**TASK OBJECTIVE**
Below are records to be output exactly, every one of them.

DATASET below:

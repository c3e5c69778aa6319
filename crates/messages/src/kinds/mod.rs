//! Concrete message variants.

mod epoch;
mod general;
mod invalid;
mod simulation_state;
mod status;

pub use epoch::EpochMessage;
pub use general::GeneralMessage;
pub use invalid::{INVALID_JSON_MESSAGE, INVALID_MESSAGE, InvalidMessage};
pub use simulation_state::{SimulationState, SimulationStateMessage};
pub use status::{StatusMessage, StatusValue};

End of DATASET.

**ANSWER TO THIS EXERCISE**
repository c3e5c69778aa6319
filename crates/messages/src/kinds/mod.rs
//! Concrete message variants.

mod epoch;
mod general;
mod invalid;
mod simulation_state;
mod status;

pub use epoch::EpochMessage;
pub use general::GeneralMessage;
pub use invalid::{INVALID_JSON_MESSAGE, INVALID_MESSAGE, InvalidMessage};
pub use simulation_state::{SimulationState, SimulationStateMessage};
pub use status::{StatusMessage, StatusValue};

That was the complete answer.